Aim of the task: How many lines in the material below contain the word "text"? Write only the number.

Data for analysis:
-- Opening Marker --
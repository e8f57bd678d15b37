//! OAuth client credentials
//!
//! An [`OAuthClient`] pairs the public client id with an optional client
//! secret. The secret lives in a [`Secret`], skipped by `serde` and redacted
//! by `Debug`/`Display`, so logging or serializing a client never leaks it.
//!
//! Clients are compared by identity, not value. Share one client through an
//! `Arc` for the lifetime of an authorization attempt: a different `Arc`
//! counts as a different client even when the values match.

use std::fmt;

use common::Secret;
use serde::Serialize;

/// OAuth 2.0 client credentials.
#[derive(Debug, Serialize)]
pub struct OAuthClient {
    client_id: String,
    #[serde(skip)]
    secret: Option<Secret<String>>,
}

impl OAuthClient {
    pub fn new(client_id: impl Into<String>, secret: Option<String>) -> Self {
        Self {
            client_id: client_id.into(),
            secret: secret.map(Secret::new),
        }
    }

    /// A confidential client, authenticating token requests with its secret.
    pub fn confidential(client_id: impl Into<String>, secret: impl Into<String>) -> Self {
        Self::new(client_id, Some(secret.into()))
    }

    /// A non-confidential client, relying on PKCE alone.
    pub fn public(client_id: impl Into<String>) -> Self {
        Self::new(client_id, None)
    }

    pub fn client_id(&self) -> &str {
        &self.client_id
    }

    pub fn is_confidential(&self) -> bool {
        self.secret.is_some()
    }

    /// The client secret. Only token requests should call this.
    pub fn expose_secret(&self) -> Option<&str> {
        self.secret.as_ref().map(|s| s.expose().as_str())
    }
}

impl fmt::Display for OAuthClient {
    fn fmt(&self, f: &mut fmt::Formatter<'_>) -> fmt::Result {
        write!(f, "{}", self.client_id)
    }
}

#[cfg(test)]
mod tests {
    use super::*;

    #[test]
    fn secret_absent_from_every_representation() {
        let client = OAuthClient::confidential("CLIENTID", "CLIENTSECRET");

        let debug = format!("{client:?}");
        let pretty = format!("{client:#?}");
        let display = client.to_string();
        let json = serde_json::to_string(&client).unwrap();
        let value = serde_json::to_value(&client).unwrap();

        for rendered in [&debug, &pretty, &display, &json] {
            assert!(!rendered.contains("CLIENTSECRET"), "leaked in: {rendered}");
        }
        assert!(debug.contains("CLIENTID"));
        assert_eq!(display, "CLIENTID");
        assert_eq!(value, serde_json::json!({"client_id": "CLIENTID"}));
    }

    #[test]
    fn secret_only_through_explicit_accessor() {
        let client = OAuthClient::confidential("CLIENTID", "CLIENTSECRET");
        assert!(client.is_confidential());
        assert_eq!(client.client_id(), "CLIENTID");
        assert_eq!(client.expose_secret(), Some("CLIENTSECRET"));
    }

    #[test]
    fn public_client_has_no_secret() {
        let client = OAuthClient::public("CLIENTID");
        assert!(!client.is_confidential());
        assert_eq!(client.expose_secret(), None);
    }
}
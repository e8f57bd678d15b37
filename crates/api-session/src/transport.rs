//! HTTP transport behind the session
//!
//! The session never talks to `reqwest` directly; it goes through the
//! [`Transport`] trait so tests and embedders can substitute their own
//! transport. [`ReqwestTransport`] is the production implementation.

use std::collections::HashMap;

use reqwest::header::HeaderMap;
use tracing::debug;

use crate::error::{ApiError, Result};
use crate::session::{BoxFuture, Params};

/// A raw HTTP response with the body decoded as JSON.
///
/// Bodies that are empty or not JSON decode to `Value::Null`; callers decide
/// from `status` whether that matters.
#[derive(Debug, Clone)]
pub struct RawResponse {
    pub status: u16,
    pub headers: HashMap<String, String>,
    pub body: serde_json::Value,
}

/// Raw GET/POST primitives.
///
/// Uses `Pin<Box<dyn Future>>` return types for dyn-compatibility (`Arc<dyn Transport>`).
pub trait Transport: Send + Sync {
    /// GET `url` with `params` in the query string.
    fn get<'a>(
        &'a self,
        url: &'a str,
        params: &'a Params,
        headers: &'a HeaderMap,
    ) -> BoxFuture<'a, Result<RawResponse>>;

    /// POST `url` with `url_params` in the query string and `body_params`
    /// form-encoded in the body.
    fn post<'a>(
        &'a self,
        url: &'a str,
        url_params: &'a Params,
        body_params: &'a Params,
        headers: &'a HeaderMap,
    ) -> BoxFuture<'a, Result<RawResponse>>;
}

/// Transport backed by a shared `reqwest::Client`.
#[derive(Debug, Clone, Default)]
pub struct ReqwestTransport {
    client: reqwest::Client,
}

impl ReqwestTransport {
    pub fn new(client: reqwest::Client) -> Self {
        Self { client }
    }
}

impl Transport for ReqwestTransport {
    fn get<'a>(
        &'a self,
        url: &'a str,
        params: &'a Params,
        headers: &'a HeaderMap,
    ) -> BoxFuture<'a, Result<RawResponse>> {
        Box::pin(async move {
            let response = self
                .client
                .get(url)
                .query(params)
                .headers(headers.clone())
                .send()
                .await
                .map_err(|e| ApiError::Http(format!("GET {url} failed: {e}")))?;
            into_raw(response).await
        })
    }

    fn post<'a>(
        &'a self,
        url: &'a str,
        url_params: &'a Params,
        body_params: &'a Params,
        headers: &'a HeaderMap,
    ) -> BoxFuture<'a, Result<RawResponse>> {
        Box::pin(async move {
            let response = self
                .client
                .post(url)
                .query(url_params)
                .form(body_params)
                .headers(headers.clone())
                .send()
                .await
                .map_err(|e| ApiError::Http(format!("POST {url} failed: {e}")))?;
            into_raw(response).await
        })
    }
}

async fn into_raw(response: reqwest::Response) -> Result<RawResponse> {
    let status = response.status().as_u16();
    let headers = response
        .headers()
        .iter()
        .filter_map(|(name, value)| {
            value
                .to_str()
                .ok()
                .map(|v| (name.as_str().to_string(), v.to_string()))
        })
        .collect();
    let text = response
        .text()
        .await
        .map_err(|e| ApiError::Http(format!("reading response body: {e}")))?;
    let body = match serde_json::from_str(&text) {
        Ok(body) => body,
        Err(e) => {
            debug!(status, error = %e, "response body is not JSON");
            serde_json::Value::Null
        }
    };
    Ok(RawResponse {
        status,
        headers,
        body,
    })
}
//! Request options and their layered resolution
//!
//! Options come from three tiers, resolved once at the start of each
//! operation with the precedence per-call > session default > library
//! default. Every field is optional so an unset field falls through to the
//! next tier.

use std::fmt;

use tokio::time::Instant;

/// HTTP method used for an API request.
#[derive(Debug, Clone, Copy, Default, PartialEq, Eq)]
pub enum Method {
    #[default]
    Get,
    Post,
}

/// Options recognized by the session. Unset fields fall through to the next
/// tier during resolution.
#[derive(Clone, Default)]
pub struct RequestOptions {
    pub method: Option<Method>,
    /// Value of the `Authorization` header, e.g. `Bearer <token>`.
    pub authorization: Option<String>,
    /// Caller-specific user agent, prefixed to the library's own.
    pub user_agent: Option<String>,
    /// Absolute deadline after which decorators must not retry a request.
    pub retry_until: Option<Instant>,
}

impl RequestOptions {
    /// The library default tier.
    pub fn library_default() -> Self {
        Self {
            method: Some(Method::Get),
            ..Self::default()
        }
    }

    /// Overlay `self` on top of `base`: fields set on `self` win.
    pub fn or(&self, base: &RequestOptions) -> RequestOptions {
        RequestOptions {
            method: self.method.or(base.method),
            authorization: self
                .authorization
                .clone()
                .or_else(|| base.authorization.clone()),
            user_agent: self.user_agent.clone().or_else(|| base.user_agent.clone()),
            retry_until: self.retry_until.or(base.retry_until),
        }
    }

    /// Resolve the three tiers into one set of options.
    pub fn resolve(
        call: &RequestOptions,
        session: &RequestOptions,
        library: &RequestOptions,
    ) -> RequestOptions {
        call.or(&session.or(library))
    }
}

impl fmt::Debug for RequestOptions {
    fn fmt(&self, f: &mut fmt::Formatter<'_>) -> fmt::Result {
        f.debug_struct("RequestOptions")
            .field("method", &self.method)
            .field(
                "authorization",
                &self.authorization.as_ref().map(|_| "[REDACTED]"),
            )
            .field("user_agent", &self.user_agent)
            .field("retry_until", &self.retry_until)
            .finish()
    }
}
-- Closing Marker --
Reply: 3